- Task directions: What appears from the first line of the data below through the line containing "let visible = self.viewport_height.min(track_len);", both included, should be copied exactly, and nothing else.

• • • • • • •

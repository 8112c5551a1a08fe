//! Scrollbar with a fixed thumb length.
//!
//! The thumb size is computed once from the content/viewport ratio and
//! only its position moves, so it does not flicker while scrolling.

use ratatui::buffer::Buffer;
use ratatui::layout::Rect;
use ratatui::style::{Color, Style};
use ratatui::widgets::Widget;

const THUMB_SYMBOL: &str = "█";
const TRACK_SYMBOL: &str = "│";

/// Drawn in the rightmost column of the area it is rendered into.
#[derive(Debug, Clone)]
pub struct Scrollbar {
    total_rows: usize,
    viewport_height: usize,
    offset: usize,
}

impl Scrollbar {
    pub fn new(total_rows: usize, viewport_height: usize, offset: usize) -> Self {
        Self {
            total_rows,
            viewport_height,
            offset,
        }
    }

    fn should_display(&self) -> bool {
        self.total_rows > self.viewport_height
    }

    /// Returns `(thumb_start, thumb_len)` for a track of `track_len` cells.
    fn thumb(&self, track_len: usize) -> Option<(usize, usize)> {
        let max_offset = self.total_rows.saturating_sub(self.viewport_height);
        if track_len == 0 || max_offset == 0 {
            return None;
        }
        let visible = self.viewport_height.min(track_len);
        let thumb_len = (track_len * visible)
            .div_ceil(self.total_rows.max(1))
            .clamp(1, track_len);
        let free = track_len - thumb_len;
        let start = self.offset.min(max_offset) * free / max_offset;
        Some((start, thumb_len))
    }
}

impl Widget for Scrollbar {
    fn render(self, area: Rect, buf: &mut Buffer) {
        if !self.should_display() || area.width == 0 {
            return;
        }
        let Some((start, len)) = self.thumb(area.height as usize) else {
            return;
        };

        let x = area.x + area.width - 1;
        let style = Style::default().fg(Color::DarkGray);
        for (idx, y) in (area.y..area.y + area.height).enumerate() {
            let symbol = if (start..start + len).contains(&idx) {
                THUMB_SYMBOL
            } else {
                TRACK_SYMBOL
            };
            buf.set_string(x, y, symbol, style);
        }
    }
}

#[cfg(test)]
mod tests {
    use super::*;

    #[test]
    fn test_hidden_when_content_fits() {
        assert!(!Scrollbar::new(10, 20, 0).should_display());
        assert!(!Scrollbar::new(20, 20, 0).should_display());
        assert!(Scrollbar::new(21, 20, 0).should_display());
    }

    #[test]
    fn test_thumb_reaches_both_ends() {
        let bar = Scrollbar::new(100, 10, 0);
        let (start, len) = bar.thumb(10).unwrap();
        assert_eq!(start, 0);
        assert_eq!(len, 1);

        let bar = Scrollbar::new(100, 10, 90);
        let (start, len) = bar.thumb(10).unwrap();
        assert_eq!(start + len, 10);
    }

    #[test]
    fn test_thumb_size_is_stable() {
        let lens: Vec<usize> = (0..=30)
            .map(|offset| Scrollbar::new(40, 10, offset).thumb(10).unwrap().1)
            .collect();
        assert!(lens.windows(2).all(|w| w[0] == w[1]));
    }
}
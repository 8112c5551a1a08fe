//! UI event types.
//!
//! Everything the reducer reacts to arrives as a `UiEvent`: raw terminal
//! input, the render tick, and results of effects the runtime executed.

use crossterm::event::Event;

#[derive(Debug)]
pub enum UiEvent {
    /// Periodic tick; expires notices and triggers a render.
    Tick,
    /// Raw terminal input (keys, paste, mouse, resize).
    Terminal(Event),
    /// A scheduled scroll-into-view came due.
    ///
    /// Carries the generation it was scheduled with; older generations are
    /// ignored by the reducer.
    ScrollSettled { generation: u64 },
    /// Outcome of a clipboard copy.
    ClipboardResult(Result<usize, String>),
}
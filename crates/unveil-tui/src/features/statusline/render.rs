//! Status line view.

use ratatui::Frame;
use ratatui::layout::{Constraint, Layout, Rect};
use ratatui::style::{Color, Modifier, Style};
use ratatui::text::{Line, Span};
use ratatui::widgets::Paragraph;
use unicode_width::UnicodeWidthStr;
use unveil_core::Progress;

use super::NoticeKind;
use crate::common::truncate_with_ellipsis;
use crate::state::{Screen, TuiState};

const COMPOSE_HINTS: &str = "Ctrl+S reveal · Ctrl+L clear · Esc back/quit · Ctrl+Q quit";
const READER_HINTS: &str = "Space next · r restart · f fullscreen · ? help · q quit";

/// Progress label, e.g. `3/10 · 30%` or `finished · 10/10`.
pub(crate) fn progress_label(progress: Progress) -> String {
    if progress.is_finished() {
        format!("finished · {progress}")
    } else {
        format!("{progress} · {}%", progress.percent())
    }
}

pub fn render_status_line(tui: &TuiState, frame: &mut Frame, area: Rect) {
    let right = match tui.screen {
        Screen::Reader => progress_label(tui.reveal.progress()),
        Screen::Compose => String::new(),
    };
    let right_width = (right.width() as u16 + 1).min(area.width);
    let [left_area, right_area] =
        Layout::horizontal([Constraint::Min(0), Constraint::Length(right_width)]).areas(area);

    let left_width = left_area.width.saturating_sub(1) as usize;
    let left = match &tui.notice {
        Some(notice) => {
            let color = match notice.kind {
                NoticeKind::Info => Color::Green,
                NoticeKind::Warning => Color::Yellow,
            };
            Span::styled(
                truncate_with_ellipsis(&notice.text, left_width),
                Style::default().fg(color).add_modifier(Modifier::BOLD),
            )
        }
        None => {
            let hints = match tui.screen {
                Screen::Compose => COMPOSE_HINTS,
                Screen::Reader => READER_HINTS,
            };
            Span::styled(
                truncate_with_ellipsis(hints, left_width),
                Style::default().fg(Color::DarkGray),
            )
        }
    };

    frame.render_widget(Paragraph::new(Line::from(vec![Span::raw(" "), left])), left_area);

    if !right.is_empty() {
        let style = if tui.reveal.is_finished() {
            Style::default().fg(Color::Green)
        } else {
            Style::default().fg(Color::Cyan)
        };
        frame.render_widget(
            Paragraph::new(Line::from(Span::styled(right, style)).right_aligned()),
            right_area,
        );
    }
}
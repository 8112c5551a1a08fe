//! TUI runtime - owns terminal, runs event loop, executes effects.
//!
//! This is the "Elm runtime" boundary: all side effects happen here.
//! The reducer stays pure and produces effects; this module executes them.
//!
//! Structure:
//! - `mod.rs`: Core runtime (TuiRuntime, event loop, effect dispatch)
//! - `scroll.rs`: Deferred scroll-into-view timer
//! - `handlers/`: Effect handler implementations (clipboard)

mod handlers;
mod scroll;

use std::io::Stdout;
use std::time::{Duration, Instant};

use anyhow::{Context, Result};
use crossterm::event;
use ratatui::Terminal;
use ratatui::backend::CrosstermBackend;
use scroll::ScrollTimer;
use tracing::debug;
use unveil_core::interrupt::{self, InterruptedError};

use crate::effects::UiEffect;
use crate::events::UiEvent;
use crate::state::AppState;
use crate::{Session, render, terminal, update};

/// Frame interval while something is changing (~60fps).
pub const FRAME_DURATION: Duration = Duration::from_millis(16);

/// Poll duration when idle (no pending scroll, notice or recent input).
pub const IDLE_POLL_DURATION: Duration = Duration::from_millis(100);

/// Full-screen TUI runtime.
///
/// Owns the terminal and state. Runs the event loop and executes effects.
/// Terminal state is restored on drop, panic, or a second Ctrl+C.
pub struct TuiRuntime {
    terminal: Terminal<CrosstermBackend<Stdout>>,
    pub state: AppState,
    scroll_timer: ScrollTimer,
    /// Last time a Tick event was emitted.
    last_tick: Instant,
    /// Last time a terminal event was received (for fast tick during interaction).
    last_terminal_event: Instant,
}

impl TuiRuntime {
    pub fn new(session: Session) -> Result<Self> {
        // Set up panic hook BEFORE entering alternate screen
        terminal::install_panic_hook();
        interrupt::set_restore_hook(|| {
            let _ = terminal::restore_terminal();
        });
        interrupt::reset();

        let terminal = terminal::setup_terminal().context("Failed to setup terminal")?;
        let scroll_timer = ScrollTimer::new(session.settle_delay);
        let state = AppState::new(session);

        let now = Instant::now();
        Ok(Self {
            terminal,
            state,
            scroll_timer,
            last_tick: now,
            last_terminal_event: now,
        })
    }

    /// Runs the main event loop.
    pub fn run(&mut self) -> Result<()> {
        terminal::enable_input_features()?;
        let result = self.event_loop();
        let _ = terminal::disable_input_features();
        result
    }

    fn event_loop(&mut self) -> Result<()> {
        let mut dirty = true; // Start dirty to ensure initial render

        while !self.state.tui.should_quit {
            if let Err(e) = check_interrupted() {
                self.state.tui.should_quit = true;
                return Err(e);
            }

            let events = self.collect_events()?;

            for event in events {
                if matches!(&event, UiEvent::Terminal(_)) {
                    self.last_terminal_event = Instant::now();
                }

                // Terminal events update state but batch renders to the next Tick.
                if matches!(&event, UiEvent::Tick | UiEvent::ScrollSettled { .. }) {
                    dirty = true;
                }

                let effects = update::update(&mut self.state, event);
                self.execute_effects(effects);
            }

            if dirty {
                self.terminal.draw(|frame| {
                    render::render(&self.state, frame);
                })?;
                self.scroll_timer.mark_drawn();
                dirty = false;
            }
        }

        Ok(())
    }

    // ========================================================================
    // Event Collection
    // ========================================================================

    fn collect_events(&mut self) -> Result<Vec<UiEvent>> {
        let mut events = Vec::new();

        let recent_terminal_activity = self.last_terminal_event.elapsed() < IDLE_POLL_DURATION;
        let needs_fast_poll = recent_terminal_activity
            || self.scroll_timer.is_pending()
            || self.state.tui.notice.is_some();
        let tick_interval = if needs_fast_poll {
            FRAME_DURATION
        } else {
            IDLE_POLL_DURATION
        };

        // Wake for whichever comes first: the next tick or a due scroll.
        let now = Instant::now();
        let mut poll_duration = tick_interval.saturating_sub(self.last_tick.elapsed());
        if let Some(until_scroll) = self.scroll_timer.time_until_due(now) {
            poll_duration = poll_duration.min(until_scroll);
        }

        if event::poll(poll_duration)? {
            events.push(UiEvent::Terminal(event::read()?));
            while event::poll(Duration::ZERO)? {
                events.push(UiEvent::Terminal(event::read()?));
            }
        }

        if let Some(generation) = self.scroll_timer.take_due(Instant::now()) {
            events.push(UiEvent::ScrollSettled { generation });
        }

        if self.last_tick.elapsed() >= tick_interval {
            events.push(UiEvent::Tick);
            self.last_tick = Instant::now();
        }

        Ok(events)
    }

    // ========================================================================
    // Effect Dispatch
    // ========================================================================

    fn execute_effects(&mut self, effects: Vec<UiEffect>) {
        for effect in effects {
            self.execute_effect(effect);
        }
    }

    fn dispatch_event(&mut self, event: UiEvent) {
        let effects = update::update(&mut self.state, event);
        if !effects.is_empty() {
            self.execute_effects(effects);
        }
    }

    fn execute_effect(&mut self, effect: UiEffect) {
        debug!(?effect, "Executing effect");
        match effect {
            UiEffect::Quit => {
                self.state.tui.should_quit = true;
            }
            UiEffect::ScheduleScroll { generation } => {
                self.scroll_timer.schedule(generation, Instant::now());
            }
            UiEffect::CopyToClipboard { text } => {
                let event = handlers::copy_to_clipboard(&text);
                self.dispatch_event(event);
            }
        }
    }
}

/// Fails with `InterruptedError` once Ctrl+C or SIGINT arrived, so the
/// process exits with 130.
fn check_interrupted() -> Result<()> {
    if interrupt::is_interrupted() {
        return Err(InterruptedError.into());
    }
    Ok(())
}

impl Drop for TuiRuntime {
    fn drop(&mut self) {
        let _ = terminal::restore_terminal();
    }
}

#[cfg(test)]
mod tests {
    use super::*;

    #[test]
    fn test_interrupt_surfaces_as_interrupted_error() {
        interrupt::reset();
        assert!(check_interrupted().is_ok());

        interrupt::trigger_ctrl_c();
        let err = check_interrupted().unwrap_err();
        assert!(err.downcast_ref::<InterruptedError>().is_some());

        interrupt::reset();
        assert!(check_interrupted().is_ok());
    }
}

• • • • • • •

- Answer for this exercise:
repository 8112c5551a1a08fe
//! Scrollbar with a fixed thumb length.
//!
//! The thumb size is computed once from the content/viewport ratio and
//! only its position moves, so it does not flicker while scrolling.

use ratatui::buffer::Buffer;
use ratatui::layout::Rect;
use ratatui::style::{Color, Style};
use ratatui::widgets::Widget;

const THUMB_SYMBOL: &str = "█";
const TRACK_SYMBOL: &str = "│";

/// Drawn in the rightmost column of the area it is rendered into.
#[derive(Debug, Clone)]
pub struct Scrollbar {
    total_rows: usize,
    viewport_height: usize,
    offset: usize,
}

impl Scrollbar {
    pub fn new(total_rows: usize, viewport_height: usize, offset: usize) -> Self {
        Self {
            total_rows,
            viewport_height,
            offset,
        }
    }

    fn should_display(&self) -> bool {
        self.total_rows > self.viewport_height
    }

    /// Returns `(thumb_start, thumb_len)` for a track of `track_len` cells.
    fn thumb(&self, track_len: usize) -> Option<(usize, usize)> {
        let max_offset = self.total_rows.saturating_sub(self.viewport_height);
        if track_len == 0 || max_offset == 0 {
            return None;
        }
        let visible = self.viewport_height.min(track_len);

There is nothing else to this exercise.